_TASK DETAILS_
Copy exactly, please, each line of the data below until the line that contains "pub type Tag = u32;" has been copied, beginning at the top.

(Saved entries)
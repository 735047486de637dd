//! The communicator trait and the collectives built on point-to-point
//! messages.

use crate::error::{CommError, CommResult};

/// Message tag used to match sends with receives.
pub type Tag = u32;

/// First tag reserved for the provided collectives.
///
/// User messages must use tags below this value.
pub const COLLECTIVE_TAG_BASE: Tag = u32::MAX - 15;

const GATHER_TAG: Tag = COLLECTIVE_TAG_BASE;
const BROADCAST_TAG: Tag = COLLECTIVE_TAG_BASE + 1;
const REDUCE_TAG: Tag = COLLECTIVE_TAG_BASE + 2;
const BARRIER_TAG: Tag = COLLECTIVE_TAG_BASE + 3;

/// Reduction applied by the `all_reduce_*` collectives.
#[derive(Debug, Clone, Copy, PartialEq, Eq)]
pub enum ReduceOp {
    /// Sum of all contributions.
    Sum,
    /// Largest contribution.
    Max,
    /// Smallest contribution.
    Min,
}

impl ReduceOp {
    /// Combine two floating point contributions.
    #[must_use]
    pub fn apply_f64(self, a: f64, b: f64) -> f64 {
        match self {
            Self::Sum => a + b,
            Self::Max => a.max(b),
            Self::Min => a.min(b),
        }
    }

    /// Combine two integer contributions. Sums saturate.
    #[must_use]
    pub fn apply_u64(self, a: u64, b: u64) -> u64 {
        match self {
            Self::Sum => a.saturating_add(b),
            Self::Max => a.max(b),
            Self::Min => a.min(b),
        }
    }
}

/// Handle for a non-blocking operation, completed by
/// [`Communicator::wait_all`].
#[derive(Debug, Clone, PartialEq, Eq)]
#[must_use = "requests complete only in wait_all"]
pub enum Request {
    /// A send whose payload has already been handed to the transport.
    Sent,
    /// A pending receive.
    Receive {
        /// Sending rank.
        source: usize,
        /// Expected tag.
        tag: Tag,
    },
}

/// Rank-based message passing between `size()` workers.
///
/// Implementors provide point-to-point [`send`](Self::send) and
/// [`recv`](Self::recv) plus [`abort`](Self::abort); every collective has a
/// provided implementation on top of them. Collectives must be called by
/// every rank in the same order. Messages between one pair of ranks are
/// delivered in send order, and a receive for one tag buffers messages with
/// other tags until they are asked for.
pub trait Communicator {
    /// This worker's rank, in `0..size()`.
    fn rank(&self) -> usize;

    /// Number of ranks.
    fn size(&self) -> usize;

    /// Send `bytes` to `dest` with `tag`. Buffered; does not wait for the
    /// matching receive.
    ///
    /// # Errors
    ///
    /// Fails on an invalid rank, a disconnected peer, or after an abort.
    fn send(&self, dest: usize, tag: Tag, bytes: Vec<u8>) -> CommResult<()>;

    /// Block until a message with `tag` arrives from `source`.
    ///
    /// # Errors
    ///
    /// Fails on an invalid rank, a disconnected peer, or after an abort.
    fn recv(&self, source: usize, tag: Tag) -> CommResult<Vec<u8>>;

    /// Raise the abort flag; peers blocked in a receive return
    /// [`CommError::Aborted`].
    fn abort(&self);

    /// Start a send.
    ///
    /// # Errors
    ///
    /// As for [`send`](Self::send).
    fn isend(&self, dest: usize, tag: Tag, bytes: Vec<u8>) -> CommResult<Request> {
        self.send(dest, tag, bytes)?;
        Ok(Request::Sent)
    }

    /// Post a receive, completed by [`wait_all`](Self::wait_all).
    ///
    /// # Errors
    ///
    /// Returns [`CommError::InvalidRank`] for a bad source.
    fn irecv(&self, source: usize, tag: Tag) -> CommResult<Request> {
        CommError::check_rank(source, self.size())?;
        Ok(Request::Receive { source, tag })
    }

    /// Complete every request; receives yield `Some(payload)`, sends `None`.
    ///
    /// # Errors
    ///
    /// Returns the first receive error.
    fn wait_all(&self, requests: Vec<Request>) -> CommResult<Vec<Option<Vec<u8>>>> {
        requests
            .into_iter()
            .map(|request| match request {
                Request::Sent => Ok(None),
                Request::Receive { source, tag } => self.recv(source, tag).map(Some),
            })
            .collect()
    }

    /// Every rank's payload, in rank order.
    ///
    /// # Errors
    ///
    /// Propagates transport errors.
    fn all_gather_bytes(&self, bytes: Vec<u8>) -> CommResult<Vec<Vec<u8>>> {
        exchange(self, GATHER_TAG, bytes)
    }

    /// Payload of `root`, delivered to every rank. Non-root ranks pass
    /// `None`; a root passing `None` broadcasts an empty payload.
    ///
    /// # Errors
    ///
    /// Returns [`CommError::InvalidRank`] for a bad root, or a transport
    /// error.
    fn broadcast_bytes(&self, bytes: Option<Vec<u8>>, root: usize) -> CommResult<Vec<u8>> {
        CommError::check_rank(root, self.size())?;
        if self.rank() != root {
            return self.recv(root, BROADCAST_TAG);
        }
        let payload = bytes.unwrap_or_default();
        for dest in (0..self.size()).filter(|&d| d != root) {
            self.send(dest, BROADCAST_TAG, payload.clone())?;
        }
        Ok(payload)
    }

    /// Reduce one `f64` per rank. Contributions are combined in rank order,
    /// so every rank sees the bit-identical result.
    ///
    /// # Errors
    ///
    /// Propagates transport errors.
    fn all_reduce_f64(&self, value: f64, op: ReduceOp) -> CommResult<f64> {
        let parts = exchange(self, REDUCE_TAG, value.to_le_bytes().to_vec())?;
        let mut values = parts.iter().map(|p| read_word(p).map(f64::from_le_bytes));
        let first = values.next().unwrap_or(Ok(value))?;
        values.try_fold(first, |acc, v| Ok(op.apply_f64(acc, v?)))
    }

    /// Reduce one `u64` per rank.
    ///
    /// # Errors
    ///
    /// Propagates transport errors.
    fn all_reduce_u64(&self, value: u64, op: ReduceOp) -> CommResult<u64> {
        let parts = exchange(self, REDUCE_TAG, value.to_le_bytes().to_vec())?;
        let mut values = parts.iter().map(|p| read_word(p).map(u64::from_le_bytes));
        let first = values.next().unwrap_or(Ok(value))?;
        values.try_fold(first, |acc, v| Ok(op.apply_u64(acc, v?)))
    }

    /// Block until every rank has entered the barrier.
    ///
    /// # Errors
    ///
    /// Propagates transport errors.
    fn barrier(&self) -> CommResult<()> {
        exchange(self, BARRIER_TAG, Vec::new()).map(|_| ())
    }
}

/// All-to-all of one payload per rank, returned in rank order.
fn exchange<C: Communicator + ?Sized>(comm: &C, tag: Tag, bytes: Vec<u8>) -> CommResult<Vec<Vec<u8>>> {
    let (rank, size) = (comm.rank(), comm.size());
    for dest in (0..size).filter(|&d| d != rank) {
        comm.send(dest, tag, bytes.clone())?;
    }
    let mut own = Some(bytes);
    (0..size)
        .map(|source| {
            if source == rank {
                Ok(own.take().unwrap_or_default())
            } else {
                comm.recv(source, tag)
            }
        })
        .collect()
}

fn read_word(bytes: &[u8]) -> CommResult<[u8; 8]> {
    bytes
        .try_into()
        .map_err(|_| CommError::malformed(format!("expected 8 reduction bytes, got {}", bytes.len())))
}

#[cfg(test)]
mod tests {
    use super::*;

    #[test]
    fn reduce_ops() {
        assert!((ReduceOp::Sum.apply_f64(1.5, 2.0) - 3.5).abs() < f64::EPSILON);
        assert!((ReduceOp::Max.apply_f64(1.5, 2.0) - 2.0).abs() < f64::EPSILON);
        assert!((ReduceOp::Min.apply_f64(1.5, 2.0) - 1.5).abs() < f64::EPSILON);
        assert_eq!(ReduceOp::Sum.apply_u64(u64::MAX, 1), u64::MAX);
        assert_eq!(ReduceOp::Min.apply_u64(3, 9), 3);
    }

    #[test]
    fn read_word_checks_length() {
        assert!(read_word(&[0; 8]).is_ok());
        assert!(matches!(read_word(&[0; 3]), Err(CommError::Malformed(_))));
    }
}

_TASK SOLUTION_
repository 735047486de637dd
//! The communicator trait and the collectives built on point-to-point
//! messages.

use crate::error::{CommError, CommResult};

/// Message tag used to match sends with receives.
pub type Tag = u32;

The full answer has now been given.